Keeping up with the Nassers – June 2015
As I mentioned in my previous post, materialism plays a heavy role in Lebanese society. Here, “keeping up with the Joneses” takes on an entirely new dimension. Appearance is important; your reputation is everything.
Wedding on the Beirut corniche (cwirtanen/Flickr Commons)
Lebanese women are famous for being beautiful. A few years back, when I told a taxi driver in Cairo I was visiting from Beirut, he immediately remarked, “Ahhhhhh the Lebanese women are the most beautiful in the world”. This reputation does not come without great effort on the part of the Lebanese women: they frequent beauty salons with the same enthusiasm their male counterparts exude for sports cars and the World Cup. Plastic surgery is so utterly common that banks give out loans for those seeking enhancements out of their price ranges. When I was at university here, back-to-school season in the autumn and the post-Christmas break brought a sea of bandages as those recovering from recent surgeries walked to class.
I was confused at the number of young men with bandaged noses and bruised eyes until I realised they were recent plastic surgery patients
This pressure does not just affect young Lebanese women. I was initially quite confused at the number of young men walking around with bandaged noses and bruised eyes until I realised they were recent plastic surgery patients. I still remember my first couple of weeks wandering around Beirut thinking to myself, “My goodness, young men seem to be getting into a lot of sports accidents here.”
This societal emphasis on appearance is also found outside of the salon.
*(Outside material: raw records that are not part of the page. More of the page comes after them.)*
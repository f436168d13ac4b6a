//! `Database` trait: single async interface for all persistence.

use async_trait::async_trait;

use crate::auth::model::{User, UserCredentials};
use crate::chat::model::{Conversation, NewMessage, StoredMessage};
use crate::error::DatabaseError;
use crate::tasks::model::{NewTask, Task, TaskFilters};

/// Backend-agnostic database trait covering users, tasks and conversations.
///
/// Every task and conversation accessor takes the owning `user_id` and only
/// ever sees that user's rows.
#[async_trait]
pub trait Database: Send + Sync {
    /// Run all pending schema migrations.
    async fn run_migrations(&self) -> Result<(), DatabaseError>;

    // ── Users ───────────────────────────────────────────────────────

    /// Insert a user. Fails with `DatabaseError::Constraint` on a duplicate email.
    async fn create_user(
        &self,
        email: &str,
        password_hash: &str,
        full_name: Option<&str>,
    ) -> Result<User, DatabaseError>;

    async fn get_user(&self, id: i64) -> Result<Option<User>, DatabaseError>;

    /// Look up a user together with the stored password hash.
    async fn get_user_by_email(&self, email: &str)
    -> Result<Option<UserCredentials>, DatabaseError>;

    // ── Tasks ───────────────────────────────────────────────────────

    /// Insert a task. Status defaults to pending.
    async fn create_task(&self, user_id: i64, task: &NewTask) -> Result<Task, DatabaseError>;

    async fn get_task(&self, user_id: i64, id: i64) -> Result<Option<Task>, DatabaseError>;

    /// List a user's tasks matching `filters`, newest first unless a sort is given.
    async fn list_tasks(&self, user_id: i64, filters: &TaskFilters)
    -> Result<Vec<Task>, DatabaseError>;

    /// Tasks whose title contains `fragment`, case-insensitively.
    async fn find_tasks_by_title(
        &self,
        user_id: i64,
        fragment: &str,
    ) -> Result<Vec<Task>, DatabaseError>;

    /// Persist every mutable field of `task`. Fails with `NotFound` if the
    /// task does not belong to `task.user_id`.
    async fn update_task(&self, task: &Task) -> Result<(), DatabaseError>;

    /// Delete a task. Returns `false` if it did not exist for this user.
    async fn delete_task(&self, user_id: i64, id: i64) -> Result<bool, DatabaseError>;

    // ── Conversations ───────────────────────────────────────────────

    async fn create_conversation(
        &self,
        user_id: i64,
        title: Option<&str>,
    ) -> Result<Conversation, DatabaseError>;

    async fn get_conversation(
        &self,
        user_id: i64,
        id: i64,
    ) -> Result<Option<Conversation>, DatabaseError>;

    /// A user's conversations, most recently updated first.
    async fn list_conversations(&self, user_id: i64) -> Result<Vec<Conversation>, DatabaseError>;

    /// Delete a conversation and its messages. Returns `false` if not found.
    async fn delete_conversation(&self, user_id: i64, id: i64) -> Result<bool, DatabaseError>;

    /// Bump `updated_at` on a conversation.
    async fn touch_conversation(&self, id: i64) -> Result<(), DatabaseError>;

    // ── Messages ────────────────────────────────────────────────────

    async fn add_message(&self, message: &NewMessage) -> Result<StoredMessage, DatabaseError>;

    /// All messages of a conversation, oldest first.
    async fn list_messages(&self, conversation_id: i64)
    -> Result<Vec<StoredMessage>, DatabaseError>;

    /// The last `limit` messages of a conversation, oldest first.
    async fn recent_messages(
        &self,
        conversation_id: i64,
        limit: usize,
    ) -> Result<Vec<StoredMessage>, DatabaseError>;
}
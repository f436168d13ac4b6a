//! REST endpoints for signup, login, logout and the current user.

use std::sync::LazyLock;

use axum::extract::State;
use axum::routing::{get, post};
use axum::{Json, Router};
use regex::Regex;
use tracing::info;

use crate::api::AppState;
use crate::auth::extract::{AuthUser, ClientIp};
use crate::auth::model::{
    LoginRequest, MessageResponse, SignupRequest, TokenResponse, User, normalize_email,
};
use crate::auth::password::{hash_password, validate_password, verify_password};
use crate::error::{ApiError, AuthError, DatabaseError};

static EMAIL_RE: LazyLock<Regex> =
    LazyLock::new(|| Regex::new(r"^[^@\s]+@[^@\s]+\.[^@\s]+$").unwrap());

pub fn validate_email(email: &str) -> Result<(), AuthError> {
    if EMAIL_RE.is_match(email) {
        Ok(())
    } else {
        Err(AuthError::InvalidEmail)
    }
}

/// POST /api/v1/auth/signup
async fn signup(
    State(state): State<AppState>,
    ClientIp(ip): ClientIp,
    Json(req): Json<SignupRequest>,
) -> Result<Json<TokenResponse>, ApiError> {
    state.rate_limiter.check(ip).await?;

    let email = normalize_email(&req.email);
    validate_email(&email)?;
    validate_password(&req.password)?;

    if state.db.get_user_by_email(&email).await?.is_some() {
        return Err(AuthError::EmailTaken.into());
    }

    let hash = hash_password(&req.password)?;
    let full_name = req
        .full_name
        .as_deref()
        .map(str::trim)
        .filter(|n| !n.is_empty());
    let user = state
        .db
        .create_user(&email, &hash, full_name)
        .await
        .map_err(|e| match e {
            DatabaseError::Constraint(_) => ApiError::from(AuthError::EmailTaken),
            other => ApiError::from(other),
        })?;

    info!(user_id = user.id, "User signed up");
    let token = state.tokens.issue(&user.email)?;
    Ok(Json(TokenResponse::bearer(token)))
}

/// POST /api/v1/auth/login
async fn login(
    State(state): State<AppState>,
    ClientIp(ip): ClientIp,
    Json(req): Json<LoginRequest>,
) -> Result<Json<TokenResponse>, ApiError> {
    state.rate_limiter.check(ip).await?;

    let email = normalize_email(&req.email);
    let creds = state
        .db
        .get_user_by_email(&email)
        .await?
        .ok_or(AuthError::InvalidCredentials)?;

    if !verify_password(&req.password, &creds.password_hash) {
        info!(user_id = creds.user.id, "Login rejected: wrong password");
        return Err(AuthError::InvalidCredentials.into());
    }

    info!(user_id = creds.user.id, "User logged in");
    let token = state.tokens.issue(&creds.user.email)?;
    Ok(Json(TokenResponse::bearer(token)))
}

/// POST /api/v1/auth/logout
///
/// Tokens are stateless; the client discards its copy.
async fn logout(
    State(state): State<AppState>,
    ClientIp(ip): ClientIp,
) -> Result<Json<MessageResponse>, ApiError> {
    state.rate_limiter.check(ip).await?;
    Ok(Json(MessageResponse {
        message: "Successfully logged out".to_string(),
    }))
}

/// GET /api/v1/auth/me
async fn me(AuthUser(user): AuthUser) -> Json<User> {
    Json(user)
}

/// Build the auth REST routes.
pub fn auth_routes(state: AppState) -> Router {
    Router::new()
        .route("/api/v1/auth/signup", post(signup))
        .route("/api/v1/auth/login", post(login))
        .route("/api/v1/auth/logout", post(logout))
        .route("/api/v1/auth/me", get(me))
        .with_state(state)
}

#[cfg(test)]
mod tests {
    use super::*;

    #[test]
    fn email_validation() {
        assert!(validate_email("alice@example.com").is_ok());
        assert!(validate_email("a.b+c@sub.example.co").is_ok());
        assert!(validate_email("no-at-sign").is_err());
        assert!(validate_email("two@@example.com").is_err());
        assert!(validate_email("spaces in@example.com").is_err());
        assert!(validate_email("nodot@example").is_err());
    }
}
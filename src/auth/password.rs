//! Password hashing and verification (Argon2id, PHC string format).

use argon2::Argon2;
use argon2::password_hash::rand_core::OsRng;
use argon2::password_hash::{PasswordHash, PasswordHasher, PasswordVerifier, SaltString};

use crate::auth::model::MIN_PASSWORD_LEN;
use crate::error::AuthError;

/// Reject passwords shorter than [`MIN_PASSWORD_LEN`] characters.
pub fn validate_password(password: &str) -> Result<(), AuthError> {
    if password.chars().count() < MIN_PASSWORD_LEN {
        return Err(AuthError::WeakPassword);
    }
    Ok(())
}

/// Hash a password with a fresh random salt.
pub fn hash_password(password: &str) -> Result<String, AuthError> {
    let salt = SaltString::generate(&mut OsRng);
    Argon2::default()
        .hash_password(password.as_bytes(), &salt)
        .map(|hash| hash.to_string())
        .map_err(|e| AuthError::Hashing(e.to_string()))
}

/// Check `password` against a stored PHC hash. Malformed hashes never verify.
pub fn verify_password(password: &str, stored_hash: &str) -> bool {
    match PasswordHash::new(stored_hash) {
        Ok(parsed) => Argon2::default()
            .verify_password(password.as_bytes(), &parsed)
            .is_ok(),
        Err(e) => {
            tracing::warn!(error = %e, "Stored password hash is malformed");
            false
        }
    }
}

#[cfg(test)]
mod tests {
    use super::*;

    #[test]
    fn hash_then_verify() {
        let hash = hash_password("correct horse").unwrap();
        assert!(hash.starts_with("$argon2"));
        assert!(verify_password("correct horse", &hash));
        assert!(!verify_password("wrong horse", &hash));
    }

    #[test]
    fn hashes_are_salted() {
        let a = hash_password("same-password").unwrap();
        let b = hash_password("same-password").unwrap();
        assert_ne!(a, b);
    }

    #[test]
    fn malformed_hash_never_verifies() {
        assert!(!verify_password("anything", "not-a-phc-string"));
    }

    #[test]
    fn short_password_rejected() {
        assert!(matches!(validate_password("short"), Err(AuthError::WeakPassword)));
        assert!(validate_password("long-enough").is_ok());
        assert_eq!(
            AuthError::WeakPassword.to_string(),
            "Password must be at least 8 characters long."
        );
    }
}
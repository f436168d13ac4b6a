//! Task form state and client-side validation.

use std::collections::BTreeMap;

use chrono::{DateTime, NaiveDate, Utc};

use crate::tasks::model::{
    MAX_DESCRIPTION_LEN, MAX_TITLE_LEN, NewTask, Priority, Task, TaskPatch, TaskStatus,
};

/// Raw form input, as typed by the user.
#[derive(Debug, Clone, Default, PartialEq, Eq)]
pub struct TaskForm {
    pub title: String,
    pub description: String,
    pub priority: String,
    /// `YYYY-MM-DD` or RFC 3339.
    pub due_date: String,
    pub status: Option<TaskStatus>,
}

/// Field name to error message.
pub type FormErrors = BTreeMap<&'static str, String>;

/// Validated form values.
#[derive(Debug, Clone, PartialEq)]
pub struct ValidTask {
    pub title: String,
    pub description: Option<String>,
    pub priority: Option<Priority>,
    pub due_date: Option<DateTime<Utc>>,
    pub status: Option<TaskStatus>,
}

impl TaskForm {
    /// Prefill the form for editing `task`.
    pub fn from_task(task: &Task) -> Self {
        Self {
            title: task.title.clone(),
            description: task.description.clone().unwrap_or_default(),
            priority: task
                .priority
                .map(|p| u8::from(p).to_string())
                .unwrap_or_default(),
            due_date: task
                .due_date
                .map(|d| d.date_naive().to_string())
                .unwrap_or_default(),
            status: Some(task.status),
        }
    }

    pub fn validate(&self) -> Result<ValidTask, FormErrors> {
        let mut errors = FormErrors::new();

        let title = self.title.trim();
        if title.is_empty() {
            errors.insert("title", "Title is required".to_string());
        } else if title.chars().count() > MAX_TITLE_LEN {
            errors.insert(
                "title",
                format!("Title must be at most {MAX_TITLE_LEN} characters"),
            );
        }

        let description = self.description.trim();
        if description.chars().count() > MAX_DESCRIPTION_LEN {
            errors.insert(
                "description",
                format!("Description must be at most {MAX_DESCRIPTION_LEN} characters"),
            );
        }

        let priority = match self.priority.trim() {
            "" => None,
            raw => match raw.parse::<u8>().ok().and_then(|n| Priority::try_from(n).ok()) {
                Some(p) => Some(p),
                None => {
                    errors.insert("priority", "Priority must be 1, 2 or 3".to_string());
                    None
                }
            },
        };

        let due_date = match self.due_date.trim() {
            "" => None,
            raw => match parse_due_date(raw) {
                Some(d) => Some(d),
                None => {
                    errors.insert("due_date", "Invalid due date".to_string());
                    None
                }
            },
        };

        if !errors.is_empty() {
            return Err(errors);
        }
        Ok(ValidTask {
            title: title.to_string(),
            description: (!description.is_empty()).then(|| description.to_string()),
            priority,
            due_date,
            status: self.status,
        })
    }

    pub fn to_new_task(&self) -> Result<NewTask, FormErrors> {
        let valid = self.validate()?;
        Ok(NewTask {
            title: valid.title,
            description: valid.description,
            priority: valid.priority,
            due_date: valid.due_date,
            status: valid.status,
        })
    }

    /// Patch carrying every form field. Blank optional fields clear the
    /// stored value.
    pub fn to_patch(&self) -> Result<TaskPatch, FormErrors> {
        let valid = self.validate()?;
        Ok(TaskPatch {
            title: Some(valid.title),
            description: Some(valid.description),
            priority: Some(valid.priority),
            due_date: Some(valid.due_date),
            status: valid.status,
        })
    }
}

fn parse_due_date(raw: &str) -> Option<DateTime<Utc>> {
    if let Ok(dt) = DateTime::parse_from_rfc3339(raw) {
        return Some(dt.with_timezone(&Utc));
    }
    NaiveDate::parse_from_str(raw, "%Y-%m-%d")
        .ok()
        .and_then(|d| d.and_hms_opt(0, 0, 0))
        .map(|dt| dt.and_utc())
}
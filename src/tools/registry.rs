//! Registry of the tools offered to the chat assistant.

use std::collections::BTreeMap;
use std::sync::Arc;

use tokio::sync::RwLock;

use crate::llm::ToolDefinition;
use crate::tools::tool::Tool;

/// Tools keyed by name. Iteration order is alphabetical, so the model sees
/// the same tool list on every request.
#[derive(Default)]
pub struct ToolRegistry {
    tools: RwLock<BTreeMap<String, Arc<dyn Tool>>>,
}

impl ToolRegistry {
    pub fn new() -> Self {
        Self::default()
    }

    /// Register a tool during startup, before the registry is shared.
    pub fn register_sync(&self, tool: Arc<dyn Tool>) {
        let name = tool.name().to_string();
        match self.tools.try_write() {
            Ok(mut tools) => {
                if tools.insert(name.clone(), tool).is_some() {
                    tracing::warn!(tool = %name, "Tool registered twice, keeping the latest");
                } else {
                    tracing::debug!(tool = %name, "Registered tool");
                }
            }
            Err(_) => tracing::error!(tool = %name, "Registry busy, tool not registered"),
        }
    }

    pub async fn get(&self, name: &str) -> Option<Arc<dyn Tool>> {
        self.tools.read().await.get(name).cloned()
    }

    /// Registered tool names, sorted.
    pub async fn list(&self) -> Vec<String> {
        self.tools.read().await.keys().cloned().collect()
    }

    pub fn count(&self) -> usize {
        self.tools.try_read().map(|t| t.len()).unwrap_or(0)
    }

    /// Definitions for the model's tool-calling API.
    pub async fn tool_definitions(&self) -> Vec<ToolDefinition> {
        self.tools
            .read()
            .await
            .values()
            .map(|tool| ToolDefinition {
                name: tool.name().to_string(),
                description: tool.description().to_string(),
                parameters: tool.parameters_schema(),
            })
            .collect()
    }
}

#[cfg(test)]
mod tests {
    use super::*;
    use crate::tools::tool::{ToolContext, ToolError, ToolOutput};
    use async_trait::async_trait;
    use std::time::Duration;

    struct Named(&'static str, &'static str);

    #[async_trait]
    impl Tool for Named {
        fn name(&self) -> &str {
            self.0
        }
        fn description(&self) -> &str {
            self.1
        }
        fn parameters_schema(&self) -> serde_json::Value {
            serde_json::json!({"type": "object", "properties": {}})
        }
        async fn execute(
            &self,
            _params: serde_json::Value,
            _ctx: &ToolContext,
        ) -> Result<ToolOutput, ToolError> {
            Ok(ToolOutput::success(serde_json::json!({"success": true}), Duration::ZERO))
        }
    }

    #[tokio::test]
    async fn lookup_by_name() {
        let registry = ToolRegistry::new();
        registry.register_sync(Arc::new(Named("add_task", "adds")));
        assert_eq!(registry.get("add_task").await.unwrap().description(), "adds");
        assert!(registry.get("shell").await.is_none());
    }

    #[tokio::test]
    async fn definitions_are_sorted() {
        let registry = ToolRegistry::new();
        registry.register_sync(Arc::new(Named("search_tasks", "")));
        registry.register_sync(Arc::new(Named("add_task", "")));
        registry.register_sync(Arc::new(Named("list_tasks", "")));

        let names: Vec<String> = registry
            .tool_definitions()
            .await
            .into_iter()
            .map(|d| d.name)
            .collect();
        assert_eq!(names, ["add_task", "list_tasks", "search_tasks"]);
        assert_eq!(registry.list().await, names);
    }

    #[test]
    fn reregistering_replaces() {
        let registry = ToolRegistry::new();
        registry.register_sync(Arc::new(Named("add_task", "old")));
        registry.register_sync(Arc::new(Named("add_task", "new")));
        assert_eq!(registry.count(), 1);
    }
}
It affects what car you drive, how your apartment is decorated, what you wear to each of the 50 weddings you attend every summer (Lebanese women usually wear full evening gowns to wedding receptions, similar to prom dresses in the US). Lebanese, both women and men, are always well dressed. Wearing flip flops or tracksuit bottoms in public, even for a quick trip to the mini market, is unimaginable. Wearing a full face of makeup to the gym is not unusual. Lebanese streets are filled with potholes, crumbling pavements and honking, swerving taxi drivers, none of which stop Lebanese women from doing everything from picking up their children from school to extensive shopping trips in the highest heels they own.
Honour and shame culture
I believe that this obsession with physical appearance and materialistic consumerism originates in the Lebanese “Honour and Shame” culture which places reputation and pride on the highest pedestal and forms the tight, controlled familial bonds of a country that sometimes feels more like one large village than a nation state. This “Honour and Shame” culture is not always something negative. It is the source for the famous Arab hospitality and generosity, and acts as a moral force that promotes and celebrates strong family ties.
Ties to home
However, it also fosters an emphasis on reputation and appearance with the added weight of the Lebanese familial networks (that often seem more like clans than extended families). Your actions, your house, your car do not just indicate your own success or excellent reputation: all of these choices carry the name of your extended family. “What will the neighbours think?” is no light exclamation. The Lebanese all maintain a strong connection with their home village, partially through a government system surprisingly similar to that of the Roman Empire in which Joseph and Mary were required to return to Joseph’s ancestral village of Bethlehem for the census. Even if you live far outside of your home village, word will always travel back. A close friend once told me that she was very worried because she had gone on a date the previous night with a potential suitor in Beirut and a distant cousin spotted them together. She was convinced he had already called everyone back in their mountain village to tell them what he had seen.

From a national perspective, the Lebanese in some sense are proud of their appearance-driven society. The Lebanese love to brag about their “cosmopolitan” country, their capital, Beirut, often referred to as the “Paris of the Middle East”. All Lebanese study Arabic, English and French in school and historically most educated Lebanese have been fluent in all three although these days English is edging out French. In contrast to the majority of Arab countries, most Lebanese wear Western clothes, go to pubs in the evenings with their friends, ski all winter, and perfect their tan lines all summer at the beach.
Cosmopolitanism is in many ways a self-fashioning performance, a way for the Lebanese to separate themselves from their more conservative neighbours. Lebanese women in particular are expected to live out and fashion themselves around this cosmopolitan ethos and the well-known and well-advertised (by the ever enterprising Lebanese Ministry of Tourism) beauty of Lebanese women is a source of national pride – hence my cab driver’s reaction back in Egypt. Taking part in the culture of materialism, “keeping up with the Nassers”, is in some sense not only a familial duty, but a unifying element of national pride for a country that rarely agrees on anything.